As tempted as a lawyer might be to query, have you ever read the document?, the larger goals — helping someone with a legal problem, gaining a client, getting some work — compel just a bit more diplomacy. No need to roll one’s eyes at wrongheaded statements about how a worker’s ‘right to free speech’ was violated when she told her supervisor exactly what she thought of her only to find herself sitting before a Human Resources person for a reprimand, or about how English is the ‘official’ language in the United States because the Constitution says it is.

Simply launch into a brief yet engaging lecture after noting that the prospect raises a good point about the Constitution and its breadth.

Of course, any lawyer would be interested in a conversation on this point, but the general universe, or the subset that has a tiny little legal problem compelling it to seek legal advice, tends to need something more gripping than a centuries-old document to hold its attention. This is where a book like Robert J. McWhirter’s Bills, Quills, and Stills: An Annotated, Illustrated, and Illuminated History of the Bill of Rights (American Bar Association, 2014 hardback available for $195, 2015 paperback available for $29.95) could be most helpful to a lawyer in need of an engaging story or two that will help a client understand what is and is not a protected right.

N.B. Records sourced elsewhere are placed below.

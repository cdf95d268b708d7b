//! Revolut HUF account statement parser (text)
//!
//! Expected extracted-text rows:
//!   Jan 5, 2024    Grocery Store       15,500.00 HUF
//!   Jan 6, 2024    Apple Pay Top-Up    20,000.00 HUF
//!
//! Two passes run over the whole text: a generic "money out" pass and a
//! narrow "money in" pass. Output is every outbound record followed by every
//! inbound record, each group in source order.

use anyhow::Result;

use crate::normalize::normalize;
use crate::patterns::PatternRule;
use crate::types::{Direction, TransactionRecord};

/// Compiled rules for one statement layout. Immutable, so one instance can
/// be shared across threads.
#[derive(Debug, Clone)]
pub struct RevolutParser {
    outbound: PatternRule,
    inbound: PatternRule,
}

impl RevolutParser {
    pub fn new() -> Result<Self> {
        Ok(Self {
            outbound: PatternRule::outbound()?,
            inbound: PatternRule::inbound()?,
        })
    }

    /// Parse statement text into records. Never fails; text without any
    /// transaction rows yields an empty vector.
    pub fn parse(&self, text: &str) -> Vec<TransactionRecord> {
        // The generic outbound shape also fits every inbound row; those rows
        // belong to the inbound pass only.
        let outbound = self
            .outbound
            .scan(text)
            .filter(|cap| !self.inbound.is_match(cap.line))
            .map(|cap| normalize(&cap, Direction::Outbound));

        let inbound = self
            .inbound
            .scan(text)
            .map(|cap| normalize(&cap, Direction::Inbound));

        let records: Vec<TransactionRecord> = outbound.chain(inbound).collect();

        for rec in &records {
            tracing::debug!(
                date = %rec.date,
                description = %rec.description,
                amount = %rec.amount,
                category = %rec.category,
                "parsed transaction"
            );
        }
        tracing::debug!(
            total = records.len(),
            expenses = records.iter().filter(|r| r.is_expense()).count(),
            "parsed statement"
        );

        records
    }
}

/// One-shot helper: compile the rules and parse `text`.
pub fn parse_revolut_statement(text: &str) -> Result<Vec<TransactionRecord>> {
    Ok(RevolutParser::new()?.parse(text))
}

The book, which took lawyer McWhirter a decade to write, is an engaging chronicle of the first 10 amendments to the Constitution. Accompanied by hundreds of visuals and even more footnotes, the work makes a history of such an old document an actually interesting read. Who wouldn’t be tempted by a book that manages to link classic comics, molasses stills, and Homer Simpson to the Constitution?

Some lawyers like to give out pamphlet-sized copies of the Constitution. That can be effective, sometimes. But to bring the Constitution to life, and to make it relevant to a segment of the population that might not be overly interested in it despite seeking its protections, any educator is going to need contemporary and captivating references that illustrate the document’s reach as well as its limitations. The usefulness of Bills, Quills, and Stills can be to the lawyer, given the book’s currency and readability. Just flip to the right chapter on the Constitutional amendment you are addressing and pick up a few tidbits to weave into a story about rights that a client will actually remember.

For the general public, this work is a pertinent one to have around. While many are unlikely to read a scholarly tome on the bill of rights and Supreme Court decisions interpreting them, they may well be drawn to a book like this one, replete with visuals, references to mainstream media, and interesting bits of trivia conveyed with a contemporary twist (how many of us have thought about philosopher John Locke’s position on drug rehab?).

McWhirter, a criminal attorney who is a supervising lawyer at the Arizona State University Alumni Law Group in Phoenix, treats the Constitution with reverence even as he has managed to inform readers about its workings while riffing on subjects like the Beatles’ White Album and how the boys from Liverpool railed on Sir Walter Raleigh and how all of this is pertinent to the confrontation clause. He has made the story of the Bill of Rights readable and suitable for varied audiences, whether they’re lawyers, clients, law students, or co-eds.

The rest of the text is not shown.